Since the first publication of the XML 1.0 Recommendation in 1998, hundreds of applications, data models, document formats, tools, specifications, libraries, references, tutorials, books, papers, excitement, enthusiasm, and energy have exploded onto the scene, making this relatively simple idea one of the most important developments in the computer industry since the microprocessor.

But, it’s not always been a smooth ride. It’s just as easy to misuse and abuse XML as it is to get it right. In this article, I discuss what I feel are the top ten mistakes you can make with XML.

10. Failing to Parse Your Own Documents

With XML pervading configuration files and document formats, we’re still hand-editing XML as much as dealing with the machine-generated variety. But changing attributes and adding elements to an XML configuration file is an invitation to omit a quote or to forget to escape an ampersand. And nothing is more frustrating than not discovering the problem until after the slow startup time of the program that uses the configuration file, or until after you get a message back from a distant colleague saying the file you sent doesn’t work.

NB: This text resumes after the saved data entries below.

//! Hot-path benchmarks for chatter-core.

use chatter_core::{ChatMessage, ChatStream};
use criterion::{black_box, criterion_group, criterion_main, BatchSize, Criterion};

fn bench_send_fanout(c: &mut Criterion) {
    let mut group = c.benchmark_group("send");
    for listeners in [0usize, 8, 64] {
        let stream = ChatStream::new();
        for _ in 0..listeners {
            let _ = stream.register();
        }
        group.bench_function(format!("fanout_{listeners}_listeners"), |b| {
            b.iter(|| stream.send(black_box(ChatMessage::new("bench", "hello"))));
        });
    }
    group.finish();
}

fn bench_register_replay(c: &mut Criterion) {
    let stream = ChatStream::new();
    for i in 0..1_000u32 {
        stream.send(ChatMessage::new("bench", i.to_string()));
    }

    c.bench_function("register_replay_1k_history", |b| {
        b.iter(|| {
            let (id, history) = stream.register();
            black_box(history);
            stream.unregister(id);
        })
    });
}

fn bench_poll_drain(c: &mut Criterion) {
    let stream = ChatStream::new();
    let (id, _) = stream.register();

    c.bench_function("poll_drain_16_unread", |b| {
        b.iter_batched(
            || {
                for i in 0..16u32 {
                    stream.send(ChatMessage::new("bench", i.to_string()));
                }
            },
            |()| black_box(stream.poll(id).unwrap()),
            BatchSize::SmallInput,
        )
    });
}

criterion_group!(benches, bench_send_fanout, bench_register_replay, bench_poll_drain);
criterion_main!(benches);
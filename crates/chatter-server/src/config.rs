//! Server configuration.
//!
//! Configuration can be loaded from:
//! - Environment variables (CHATTER_*)
//! - TOML configuration file

use anyhow::{Context, Result};
use serde::{Deserialize, Serialize};
use std::net::SocketAddr;
use std::path::Path;

/// Server configuration.
#[derive(Debug, Clone, Serialize, Deserialize)]
pub struct Config {
    /// Host to bind to.
    #[serde(default = "default_host")]
    pub host: String,

    /// Port to listen on.
    #[serde(default = "default_port")]
    pub port: u16,

    /// Workspace browsing configuration.
    #[serde(default)]
    pub workspace: WorkspaceConfig,

    /// Metrics configuration.
    #[serde(default)]
    pub metrics: MetricsConfig,
}

/// Workspace browsing configuration.
#[derive(Debug, Clone, Serialize, Deserialize)]
pub struct WorkspaceConfig {
    /// Root directory holding the workspace tree.
    #[serde(default = "default_workspace_root")]
    pub root: String,
}

/// Metrics configuration.
#[derive(Debug, Clone, Serialize, Deserialize)]
pub struct MetricsConfig {
    /// Enable metrics export.
    #[serde(default = "default_true")]
    pub enabled: bool,

    /// Metrics port.
    #[serde(default = "default_metrics_port")]
    pub port: u16,
}

// Default value functions
fn default_host() -> String {
    std::env::var("CHATTER_HOST").unwrap_or_else(|_| "127.0.0.1".to_string())
}

fn default_port() -> u16 {
    std::env::var("CHATTER_PORT")
        .ok()
        .and_then(|p| p.parse().ok())
        .unwrap_or(4567)
}

fn default_true() -> bool {
    true
}

fn default_workspace_root() -> String {
    std::env::var("CHATTER_WORKSPACE_ROOT").unwrap_or_else(|_| "eg-workspace".to_string())
}

fn default_metrics_port() -> u16 {
    9090
}

impl Default for Config {
    fn default() -> Self {
        Self {
            host: default_host(),
            port: default_port(),
            workspace: WorkspaceConfig::default(),
            metrics: MetricsConfig::default(),
        }
    }
}

impl Default for WorkspaceConfig {
    fn default() -> Self {
        Self {
            root: default_workspace_root(),
        }
    }
}

impl Default for MetricsConfig {
    fn default() -> Self {
        Self {
            enabled: true,
            port: default_metrics_port(),
        }
    }
}

impl Config {
    /// Load configuration from file or defaults.
    ///
    /// # Errors
    ///
    /// Returns an error if the config file exists but cannot be parsed.
    pub fn load() -> Result<Self> {
        // Try to load from default paths
        let config_paths = [
            "chatter.toml",
            "/etc/chatter/chatter.toml",
            "~/.config/chatter/chatter.toml",
        ];

        for path in &config_paths {
            let expanded = shellexpand::tilde(path);
            if Path::new(expanded.as_ref()).exists() {
                return Self::from_file(expanded.as_ref());
            }
        }

        // Fall back to defaults with environment overrides
        Ok(Self::default())
    }

    /// Load configuration from a specific file.
    ///
    /// # Errors
    ///
    /// Returns an error if the file cannot be read or parsed.
    pub fn from_file(path: impl AsRef<Path>) -> Result<Self> {
        let path = path.as_ref();
        let contents = std::fs::read_to_string(path)
            .with_context(|| format!("Failed to read config file: {}", path.display()))?;

        let config: Config = toml::from_str(&contents)
            .with_context(|| format!("Failed to parse config file: {}", path.display()))?;

        Ok(config)
    }

    /// Get the socket address to bind to.
    ///
    /// # Errors
    ///
    /// Returns an error if host and port do not form a valid address.
    pub fn bind_addr(&self) -> Result<SocketAddr> {
        format!("{}:{}", self.host, self.port)
            .parse()
            .with_context(|| format!("Invalid bind address {}:{}", self.host, self.port))
    }
}
//! Workspace browsing: a single-level tree of named workspaces and files.
//!
//! The workspace root holds one directory per workspace; each workspace
//! holds plain files. Chat rooms are keyed by workspace name, but the two
//! are otherwise independent.

use std::io;
use std::path::{Path, PathBuf};
use thiserror::Error;
use tokio::fs;

/// Workspace errors.
#[derive(Debug, Error)]
pub enum WorkspaceError {
    /// Name contains path separators or other rejected characters.
    #[error("invalid name: {0}")]
    InvalidName(String),

    /// The workspace or file does not exist.
    #[error("not found: {0}")]
    NotFound(String),

    /// Underlying filesystem error.
    #[error(transparent)]
    Io(#[from] io::Error),
}

/// A single-level root for a collection of workspaces.
#[derive(Debug, Clone)]
pub struct WorkspaceRoot {
    root: PathBuf,
}

impl WorkspaceRoot {
    /// Create a root over the given directory.
    #[must_use]
    pub fn new(root: impl Into<PathBuf>) -> Self {
        Self { root: root.into() }
    }

    /// The root directory path.
    #[must_use]
    pub fn path(&self) -> &Path {
        &self.root
    }

    /// List workspace names (subdirectories of the root), sorted.
    ///
    /// A missing root directory is treated as an empty tree.
    ///
    /// # Errors
    ///
    /// Returns an error on filesystem failure other than a missing root.
    pub async fn workspaces(&self) -> Result<Vec<String>, WorkspaceError> {
        list_dir(&self.root, EntryKind::Directories).await
    }

    /// List file names in one workspace, sorted.
    ///
    /// # Errors
    ///
    /// Returns an error if the name is invalid, the workspace is missing,
    /// or listing fails.
    pub async fn files(&self, workspace: &str) -> Result<Vec<String>, WorkspaceError> {
        let dir = self.resolve(&[workspace])?;
        let metadata = match fs::metadata(&dir).await {
            Ok(metadata) => metadata,
            Err(e) if e.kind() == io::ErrorKind::NotFound => {
                return Err(WorkspaceError::NotFound(workspace.to_string()));
            }
            Err(e) => return Err(WorkspaceError::Io(e)),
        };
        if !metadata.is_dir() {
            return Err(WorkspaceError::NotFound(workspace.to_string()));
        }
        list_dir(&dir, EntryKind::Files).await
    }

    /// Read one file's contents.
    ///
    /// # Errors
    ///
    /// Returns an error if a name is invalid, the file is missing, or the
    /// read fails.
    pub async fn read_file(&self, workspace: &str, file: &str) -> Result<Vec<u8>, WorkspaceError> {
        let path = self.resolve(&[workspace, file])?;
        match fs::read(&path).await {
            Ok(contents) => Ok(contents),
            Err(e) if e.kind() == io::ErrorKind::NotFound => {
                Err(WorkspaceError::NotFound(format!("{workspace}/{file}")))
            }
            Err(e) => Err(WorkspaceError::Io(e)),
        }
    }

    /// Join validated name segments onto the root. Segments must not be
    /// able to escape the tree.
    fn resolve(&self, segments: &[&str]) -> Result<PathBuf, WorkspaceError> {
        let mut path = self.root.clone();
        for segment in segments {
            if !valid_name(segment) {
                return Err(WorkspaceError::InvalidName((*segment).to_string()));
            }
            path.push(segment);
        }
        Ok(path)
    }
}

fn valid_name(name: &str) -> bool {
    !name.is_empty()
        && !name.starts_with('.')
        && !name.contains(['/', '\\'])
        && !name.contains('\0')
}

enum EntryKind {
    Directories,
    Files,
}

async fn list_dir(dir: &Path, kind: EntryKind) -> Result<Vec<String>, WorkspaceError> {
    let mut reader = match fs::read_dir(dir).await {
        Ok(reader) => reader,
        Err(e) if e.kind() == io::ErrorKind::NotFound => return Ok(Vec::new()),
        Err(e) => return Err(WorkspaceError::Io(e)),
    };

    let mut names = Vec::new();
    while let Some(entry) = reader.next_entry().await? {
        let file_type = entry.file_type().await?;
        let keep = match kind {
            EntryKind::Directories => file_type.is_dir(),
            EntryKind::Files => file_type.is_file(),
        };
        if !keep {
            continue;
        }
        if let Ok(name) = entry.file_name().into_string() {
            if valid_name(&name) {
                names.push(name);
            }
        }
    }
    names.sort();
    Ok(names)
}

#[cfg(test)]
mod tests {
    use super::*;
    use std::sync::atomic::{AtomicU32, Ordering};

    static TEST_SEQ: AtomicU32 = AtomicU32::new(0);

    /// Temporary workspace tree, removed on drop.
    struct TempTree {
        root: PathBuf,
    }

    impl TempTree {
        fn new() -> Self {
            let seq = TEST_SEQ.fetch_add(1, Ordering::Relaxed);
            let root = std::env::temp_dir().join(format!(
                "chatter-workspace-test-{}-{seq}",
                std::process::id()
            ));
            std::fs::create_dir_all(&root).unwrap();
            Self { root }
        }

        fn write(&self, workspace: &str, file: &str, contents: &str) {
            let dir = self.root.join(workspace);
            std::fs::create_dir_all(&dir).unwrap();
            std::fs::write(dir.join(file), contents).unwrap();
        }
    }

    impl Drop for TempTree {
        fn drop(&mut self) {
            let _ = std::fs::remove_dir_all(&self.root);
        }
    }

    #[tokio::test]
    async fn test_list_workspaces_and_files() {
        let tree = TempTree::new();
        tree.write("alpha", "main.rs", "fn main() {}");
        tree.write("alpha", "lib.rs", "");
        tree.write("beta", "notes.txt", "hi");

        let root = WorkspaceRoot::new(&tree.root);
        assert_eq!(root.workspaces().await.unwrap(), ["alpha", "beta"]);
        assert_eq!(root.files("alpha").await.unwrap(), ["lib.rs", "main.rs"]);
    }

    #[tokio::test]
    async fn test_read_file() {
        let tree = TempTree::new();
        tree.write("alpha", "main.rs", "fn main() {}");

        let root = WorkspaceRoot::new(&tree.root);
        let contents = root.read_file("alpha", "main.rs").await.unwrap();
        assert_eq!(contents, b"fn main() {}");
    }

    #[tokio::test]
    async fn test_missing_entries() {
        let tree = TempTree::new();
        let root = WorkspaceRoot::new(&tree.root);

        assert!(root.workspaces().await.unwrap().is_empty());
        assert!(matches!(
            root.files("nope").await,
            Err(WorkspaceError::NotFound(_))
        ));
        assert!(matches!(
            root.read_file("nope", "file").await,
            Err(WorkspaceError::NotFound(_))
        ));
    }

    #[tokio::test]
    async fn test_missing_root_lists_empty() {
        let root = WorkspaceRoot::new("/definitely/not/a/real/root");
        assert!(root.workspaces().await.unwrap().is_empty());
    }

    #[tokio::test]
    async fn test_traversal_names_rejected() {
        let tree = TempTree::new();
        tree.write("alpha", "main.rs", "secret");
        let root = WorkspaceRoot::new(&tree.root);

        for bad in ["..", "../alpha", "a/b", ".hidden", ""] {
            assert!(
                matches!(
                    root.read_file(bad, "main.rs").await,
                    Err(WorkspaceError::InvalidName(_))
                ),
                "accepted {bad:?}"
            );
        }
    }
}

And yet running a quick and easy “lint check” of an XML file is, well, quick and easy! Many Linux systems as well as Mac OS X include the xmllint tool, and it can be compiled for Windows. For example, you might check the Tomcat Web server configuration file before starting it up as follows:

% xmllint --noout /Volumes/web/conf/server.xml
/Volumes/web/conf/server.xml:121: parser error:
   Unescaped '<' not allowed in attribute values

The --noout option tells xmllint not to write the parsed XML file to the screen, which it normally does if it finds no errors—in other words, no news is good news. You should run xmllint on any XML file you edit by hand, be it an XHTML document, configuration file, DocBook fragment, or otherwise.

9. Using Characters That Can’t Be Handled

One of the things that makes XML so successful is that it supports internationalization as a matter of course. Characters in XML come from the Unicode character set which supports a huge number of languages. As a result, XML documents can include Armenian, Devanagari, Cherokee, Mongolian, Deseret, and Cypriot—all in the same document.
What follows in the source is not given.